Mike Koepke reported a problem he was having with the Jerome’s Keywords plugin when he searched on a tag that contained a single quote:
WordPress database error: [You have an error in your SQL syntax; check the manual that corresponds to your MySQL server version for the right syntax to use near 's Creek' OR jkeywords_meta.meta_value LIKE 'Wilson's Creek,%' OR jkeywords_meta.' at line 1] SELECT DISTINCT * FROM wp_posts LEFT JOIN wp_postmeta AS jkeywords_meta ON (wp_posts.ID = jkeywords_meta.post_id) WHERE 1=1 AND post_date_gmt
I was unable to reproduce the behavior on my version, but it appears from the error message that the quote is not getting “quoted“. So, I added the following line to the “keywords_postsWhere” function in jeromes-keywords.php:
$keyword = str_replace("'", "''", $keyword);
Using the simple quote-doubling escape route. This solved the problem for Mike, but it didn’t work with my version, and from the resulting error message I could see that in my version the quote was already being escaped via a backslash (\). Modifying my fix to use backslash quoting didn’t work for me, either, because then the backslash gets backslashed.

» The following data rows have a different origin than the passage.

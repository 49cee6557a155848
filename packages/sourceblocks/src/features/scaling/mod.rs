//! Profile-preserving glue for transformations that copy or merge blocks.

pub mod dedup;
pub mod inlining;

pub use dedup::{merge_parallel_source_blocks, SYNTHETIC_OWNER};
pub use inlining::{call_site_representative, scale_inlined_body};
//! Serialized source-block encoding.
//!
//! Grammar (whitespace-separated tokens):
//!
//! ```text
//! node     ::= "(" id? value* edges ")"
//! edges    ::= ( edge_tag node? )*
//! edge_tag ::= "g" | "b" | "t"
//! value    ::= val ( "|" val )*
//! val      ::= "x" | float ":" float
//! ```
//!
//! Ids are sequential traversal-order integers and are present in the
//! subsystem's own output; profile files carry values only. A tag with no
//! following node marks a followed edge whose target was already emitted.
//! Ghost edges never appear.

mod parser;
mod serializer;

pub use parser::{parse_node, parse_val_group, ProfileParser, SbNode};
pub use serializer::{serialize_cfg, SbSerializer};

Comparing versions, I was using MySQL 3.23.54 with PHP 4.4.1. Mike is on MySQL 4.1.14 and PHP 5.0.4. Then Mike tried this out on a local server with MySQL 5.0.22 and PHP 5.14, and got the same results as I did. So we both concluded that something got broken in MySQL or PHP between my early version and Mike’s live version, but has since been fixed again. Or was there some option that needed enabling on Mike’s live server? My Google searches for an explanation of this phenomenon were fruitless.

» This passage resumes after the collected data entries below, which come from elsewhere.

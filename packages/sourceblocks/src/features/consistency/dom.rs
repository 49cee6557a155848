//! Immediate-dominator computation over a CFG.
//!
//! One algorithm, parameterized by graph direction: `Forward` yields the
//! dominator tree, `Backward` the post-dominator tree over a virtual exit.
//! The checker only consumes `Forward`.

use crate::shared::models::{BlockId, ControlFlowGraph};
use petgraph::algo::dominators::simple_fast;
use petgraph::graph::{DiGraph, NodeIndex};
use rustc_hash::FxHashMap;

#[derive(Debug, Clone, Copy, PartialEq, Eq)]
pub enum DomDirection {
    /// Dominance from the entry block.
    Forward,
    /// Post-dominance toward a virtual exit.
    Backward,
}

/// Immediate dominator per reachable block. The root has no entry. Ghost
/// edges are synthetic plumbing and do not contribute.
pub fn immediate_dominators(
    cfg: &ControlFlowGraph,
    direction: DomDirection,
) -> FxHashMap<BlockId, BlockId> {
    let mut result = FxHashMap::default();
    if cfg.num_blocks() == 0 {
        return result;
    }

    let mut graph: DiGraph<BlockId, ()> = DiGraph::new();
    let nodes: Vec<NodeIndex> = cfg.block_ids().map(|b| graph.add_node(b)).collect();
    for src in cfg.block_ids() {
        for edge in cfg.out_edges(src) {
            if edge.kind.is_ghost() {
                continue;
            }
            match direction {
                DomDirection::Forward => {
                    graph.add_edge(nodes[src.index()], nodes[edge.dst.index()], ());
                }
                DomDirection::Backward => {
                    graph.add_edge(nodes[edge.dst.index()], nodes[src.index()], ());
                }
            }
        }
    }

    let root = match direction {
        DomDirection::Forward => nodes[cfg.entry().index()],
        DomDirection::Backward => {
            // Virtual exit fed by every block without non-ghost successors.
            let exit = graph.add_node(BlockId(u32::MAX));
            for src in cfg.block_ids() {
                let terminal = !cfg
                    .out_edges(src)
                    .iter()
                    .any(|e| !e.kind.is_ghost());
                if terminal {
                    graph.add_edge(exit, nodes[src.index()], ());
                }
            }
            exit
        }
    };

    let dominators = simple_fast(&graph, root);
    for (i, node) in nodes.iter().enumerate() {
        if let Some(idom) = dominators.immediate_dominator(*node) {
            let idom_block = graph[idom];
            if idom_block.0 != u32::MAX {
                result.insert(BlockId(i as u32), idom_block);
            }
        }
    }
    result
}

#[cfg(test)]
mod tests {
    use super::*;
    use crate::shared::models::EdgeKind;
    use pretty_assertions::assert_eq;

    fn diamond() -> ControlFlowGraph {
        let mut cfg = ControlFlowGraph::new();
        let b: Vec<BlockId> = (0..4).map(|_| cfg.add_block()).collect();
        cfg.add_edge(b[0], b[1], EdgeKind::Goto);
        cfg.add_edge(b[0], b[2], EdgeKind::Branch { case_key: None });
        cfg.add_edge(b[1], b[3], EdgeKind::Goto);
        cfg.add_edge(b[2], b[3], EdgeKind::Goto);
        cfg
    }

    #[test]
    fn forward_idoms_of_diamond() {
        let idom = immediate_dominators(&diamond(), DomDirection::Forward);
        assert_eq!(idom.get(&BlockId(1)), Some(&BlockId(0)));
        assert_eq!(idom.get(&BlockId(2)), Some(&BlockId(0)));
        // The join point is dominated by the fork, not either arm.
        assert_eq!(idom.get(&BlockId(3)), Some(&BlockId(0)));
        assert_eq!(idom.get(&BlockId(0)), None);
    }

    #[test]
    fn backward_idoms_of_diamond() {
        let pidom = immediate_dominators(&diamond(), DomDirection::Backward);
        assert_eq!(pidom.get(&BlockId(0)), Some(&BlockId(3)));
        assert_eq!(pidom.get(&BlockId(1)), Some(&BlockId(3)));
    }

    #[test]
    fn unreachable_blocks_have_no_idom() {
        let mut cfg = ControlFlowGraph::new();
        let b0 = cfg.add_block();
        let b1 = cfg.add_block();
        let island = cfg.add_block();
        cfg.add_edge(b0, b1, EdgeKind::Goto);
        let idom = immediate_dominators(&cfg, DomDirection::Forward);
        assert_eq!(idom.get(&island), None);
        assert_eq!(idom.get(&b1), Some(&b0));
    }
}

Clusty to the rescue. Clusty lead me to this post. It turns out that PHP has a runtime option, magic_quotes_gpc, that is enabled by default. This option automagically escapes quotes, backslashes, and nulls in a GET, POST, or cookie with a backslash. Bingo.

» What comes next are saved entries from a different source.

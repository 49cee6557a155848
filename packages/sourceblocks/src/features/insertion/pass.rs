//! The insertion pass driver.
//!
//! Loads every interaction profile, runs attribution and insertion over the
//! scope method-parallel, then gathers the deterministic artifact rows
//! single-threaded. Profiles and lookup tables are read-only for the whole
//! run; each worker mutates only its own method.

use crate::config::InsertionConfig;
use crate::errors::{Result, SourceBlockError};
use crate::features::consistency::SourceBlockDomInfo;
use crate::features::insertion::artifacts::PassArtifacts;
use crate::features::insertion::inserter::{insert_source_blocks, InsertionOptions};
use crate::features::profiles::attribution::attribute;
use crate::features::profiles::ports::{CallGraph, MethodProfiles, MethodTable};
use crate::features::profiles::reader::load_profiles;
use crate::features::repair::repair;
use crate::features::serialization::serialize_cfg;
use crate::shared::models::{MethodId, Scope};
use rayon::prelude::*;
use tracing::info;

#[derive(Debug, Clone, Copy, Default, PartialEq, Eq)]
pub struct PassStats {
    pub methods: usize,
    pub blocks: u64,
    /// Source blocks whose vals came from a parsed profile string.
    pub normalized_count: usize,
    /// Source blocks filled from the attribution fallback.
    pub denormalized_count: usize,
    pub elided_vals: usize,
    pub unelided_vals: usize,
    /// Methods with at least one discarded interaction profile.
    pub profile_failures: usize,
    /// Vals touched by the repair passes.
    pub repaired_vals: usize,
}

#[derive(Debug)]
pub struct PassOutput {
    pub stats: PassStats,
    pub artifacts: PassArtifacts,
}

struct MethodOutcome {
    method: MethodId,
    serialized: Option<String>,
    idom_map: String,
    profile_failed: bool,
    block_count: u32,
    normalized_count: usize,
    denormalized_count: usize,
    elided_vals: usize,
    unelided_vals: usize,
    repaired_vals: usize,
}

pub struct InsertSourceBlocksPass {
    config: InsertionConfig,
}

impl InsertSourceBlocksPass {
    pub fn new(config: InsertionConfig) -> Self {
        Self { config }
    }

    pub fn run(
        &self,
        scope: &mut Scope,
        table: &dyn MethodTable,
        method_profiles: &dyn MethodProfiles,
        call_graph: Option<&dyn CallGraph>,
    ) -> Result<PassOutput> {
        let profiles = load_profiles(
            &self.config.profile_paths(),
            table,
            &self.config.ordered_interactions,
        )?;
        let unresolved_methods: Vec<String> = profiles
            .iter()
            .flat_map(|p| p.unresolved.iter().cloned())
            .collect();

        // Serialized strings feed the artifact only when there is a profile
        // to validate against, unless forced.
        let want_serialized = self.config.force_serialize || !profiles.is_empty();

        let pool = rayon::ThreadPoolBuilder::new()
            .num_threads(num_cpus::get())
            .build()
            .map_err(|e| SourceBlockError::config(format!("thread pool: {e}")))?;

        let config = &self.config;
        let outcomes: Vec<MethodOutcome> = pool.install(|| {
            scope
                .par_iter_mut()
                .map(|sm| {
                    let data = attribute(
                        &sm.method,
                        &sm.cfg,
                        &profiles,
                        method_profiles,
                        table,
                        config.always_inject,
                    );
                    let options = InsertionOptions {
                        serialize: false,
                        insert_after_throwing: config.insert_after_excs,
                        enable_fuzzing: config.enable_fuzzing,
                        appear100_threshold: config.block_appear100_threshold,
                        call_graph,
                    };
                    let result = insert_source_blocks(&sm.method, &mut sm.cfg, &data, &options);

                    let repaired_vals = if config.fix_violations {
                        repair(&mut sm.cfg).total()
                    } else {
                        0
                    };
                    // Serialize after repair so the artifact sees final vals.
                    let serialized = want_serialized.then(|| serialize_cfg(&sm.cfg).0);
                    let idom_map = SourceBlockDomInfo::build(&sm.cfg).serialize_idom_map();

                    MethodOutcome {
                        method: sm.method.clone(),
                        serialized,
                        idom_map,
                        profile_failed: !result.profile_success,
                        block_count: result.block_count,
                        normalized_count: result.normalized_count,
                        denormalized_count: result.denormalized_count,
                        elided_vals: result.elided_vals,
                        unelided_vals: result.unelided_vals,
                        repaired_vals,
                    }
                })
                .collect()
        });

        let mut stats = PassStats::default();
        let mut artifacts = PassArtifacts {
            unresolved_methods,
            ..Default::default()
        };
        for outcome in outcomes {
            stats.methods += 1;
            stats.blocks += u64::from(outcome.block_count);
            stats.normalized_count += outcome.normalized_count;
            stats.denormalized_count += outcome.denormalized_count;
            stats.elided_vals += outcome.elided_vals;
            stats.unelided_vals += outcome.unelided_vals;
            stats.repaired_vals += outcome.repaired_vals;
            if outcome.profile_failed {
                stats.profile_failures += 1;
                artifacts
                    .failed_methods
                    .push(outcome.method.as_str().to_string());
            }
            if let Some(serialized) = outcome.serialized {
                artifacts.serialized.push((outcome.method.clone(), serialized));
            }
            artifacts.idom_maps.push((outcome.method, outcome.idom_map));
        }
        artifacts.finalize();

        info!(
            methods = stats.methods,
            blocks = stats.blocks,
            normalized = stats.normalized_count,
            denormalized = stats.denormalized_count,
            failures = stats.profile_failures,
            "insert-source-blocks pass done"
        );
        Ok(PassOutput { stats, artifacts })
    }
}

#[cfg(test)]
mod tests {
    use super::*;
    use crate::features::profiles::ports::{InMemoryMethodProfiles, InMemoryMethodTable};
    use crate::shared::interner::Interner;
    use crate::shared::models::{ControlFlowGraph, EdgeKind, Instruction, ScopeMethod};
    use pretty_assertions::assert_eq;
    use std::io::Write;
    use std::path::PathBuf;

    fn diamond() -> ControlFlowGraph {
        let mut cfg = ControlFlowGraph::new();
        let b: Vec<_> = (0..5)
            .map(|_| cfg.add_block_with(vec![Instruction::Nop]))
            .collect();
        cfg.add_edge(b[0], b[1], EdgeKind::Goto);
        cfg.add_edge(b[0], b[2], EdgeKind::Branch { case_key: None });
        cfg.add_edge(b[1], b[3], EdgeKind::Goto);
        cfg.add_edge(
            b[1],
            b[4],
            EdgeKind::Throw {
                catch_type: None,
                index: 0,
            },
        );
        cfg.add_edge(b[2], b[3], EdgeKind::Goto);
        cfg.add_edge(b[4], b[3], EdgeKind::Goto);
        cfg
    }

    fn write_profile(dir: &std::path::Path, rows: &[(&str, &str)]) -> PathBuf {
        let path = dir.join("cold.csv");
        let mut f = std::fs::File::create(&path).unwrap();
        writeln!(f, "interaction,appear#").unwrap();
        writeln!(f, "ColdStart,5").unwrap();
        writeln!(f, "name,profiled_srcblks_exprs").unwrap();
        for (key, serialized) in rows {
            writeln!(f, "{key},{serialized}").unwrap();
        }
        path
    }

    #[test]
    fn end_to_end_over_a_profiled_scope() {
        let dir = tempfile::tempdir().unwrap();
        let interner = Interner::new();
        let mut table = InMemoryMethodTable::new();
        let m = table.add_method(&interner, "LFoo;.bar:()V");

        let raw = "(0.1:0.5 g(0.2:0.4 g(0.3:0.3) t(0.4:0.2 g)) b(0.5:0.1 g))";
        let path = write_profile(dir.path(), &[("LFoo;.bar:()V", raw), ("LGone;.x:()V", "(x)")]);

        let config = InsertionConfig {
            profile_files: path.display().to_string(),
            insert_after_excs: false,
            ..Default::default()
        };
        let mut scope = vec![ScopeMethod::new(m.clone(), diamond())];
        let output = InsertSourceBlocksPass::new(config)
            .run(&mut scope, &table, &InMemoryMethodProfiles::new(), None)
            .unwrap();

        assert_eq!(output.stats.methods, 1);
        assert_eq!(output.stats.blocks, 5);
        assert_eq!(output.stats.normalized_count, 5);
        assert_eq!(output.stats.profile_failures, 0);
        assert_eq!(
            output.artifacts.serialized,
            vec![(
                m,
                "(0 0.1:0.5 g(1 0.2:0.4 g(2 0.3:0.3) t(3 0.4:0.2 g)) b(4 0.5:0.1 g))".to_string()
            )]
        );
        assert_eq!(
            output.artifacts.unresolved_methods,
            vec!["LGone;.x:()V".to_string()]
        );
        assert_eq!(output.artifacts.idom_maps.len(), 1);
    }

    #[test]
    fn unprofiled_scope_without_forcing_writes_no_serialized_rows() {
        let interner = Interner::new();
        let mut table = InMemoryMethodTable::new();
        let m = table.add_method(&interner, "LFoo;.bar:()V");
        let mut scope = vec![ScopeMethod::new(m, diamond())];

        let output = InsertSourceBlocksPass::new(InsertionConfig::default())
            .run(&mut scope, &table, &InMemoryMethodProfiles::new(), None)
            .unwrap();

        assert!(output.artifacts.serialized.is_empty());
        assert_eq!(output.stats.methods, 1);
        // Source blocks are still injected under always_inject.
        assert_eq!(scope[0].cfg.source_block_infos().len(), 5);
    }

    #[test]
    fn force_serialize_emits_rows_without_profiles() {
        let interner = Interner::new();
        let mut table = InMemoryMethodTable::new();
        let m = table.add_method(&interner, "LFoo;.bar:()V");
        let mut scope = vec![ScopeMethod::new(m.clone(), diamond())];

        let config = InsertionConfig {
            force_serialize: true,
            insert_after_excs: false,
            ..Default::default()
        };
        let output = InsertSourceBlocksPass::new(config)
            .run(&mut scope, &table, &InMemoryMethodProfiles::new(), None)
            .unwrap();

        assert_eq!(
            output.artifacts.serialized,
            vec![(m, "(0 g(1 g(2) t(3 g)) b(4 g))".to_string())]
        );
    }

    #[test]
    fn mismatched_profile_lands_in_failed_methods() {
        let dir = tempfile::tempdir().unwrap();
        let interner = Interner::new();
        let mut table = InMemoryMethodTable::new();
        let m = table.add_method(&interner, "LFoo;.bar:()V");

        // Profile shaped like a straight line against a diamond CFG.
        let path = write_profile(dir.path(), &[("LFoo;.bar:()V", "(1:1 g(1:1))")]);
        let config = InsertionConfig {
            profile_files: path.display().to_string(),
            insert_after_excs: false,
            ..Default::default()
        };
        let mut scope = vec![ScopeMethod::new(m, diamond())];
        let output = InsertSourceBlocksPass::new(config)
            .run(&mut scope, &table, &InMemoryMethodProfiles::new(), None)
            .unwrap();

        assert_eq!(output.stats.profile_failures, 1);
        assert_eq!(
            output.artifacts.failed_methods,
            vec!["LFoo;.bar:()V".to_string()]
        );
    }
}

As with most (all?) PHP options, you can query the setting of magic_quotes_gpc at runtime via (20 guesses?) get_magic_quotes_gpc(), natch. So I changed my fix as follows:
if (!get_magic_quotes_gpc()) {
$keyword = addslashes($keyword);
}
You can download the corrected version below. If Jerome would like to adopt this fix in his master version, I’ll take down my copy and point to him instead. Johannes, you might want to implement a similar test in your Jerome’s Keywords Manager plugin. Sorry to give you one more place to go after your “final destination”.
UPDATE: Jerome has released a 2.0 beta version of the plugin that appears to address this issue. Mike Koepke, can you verify? If you’re using my tag cloud widget, you’ll need version 2.0 of that as well.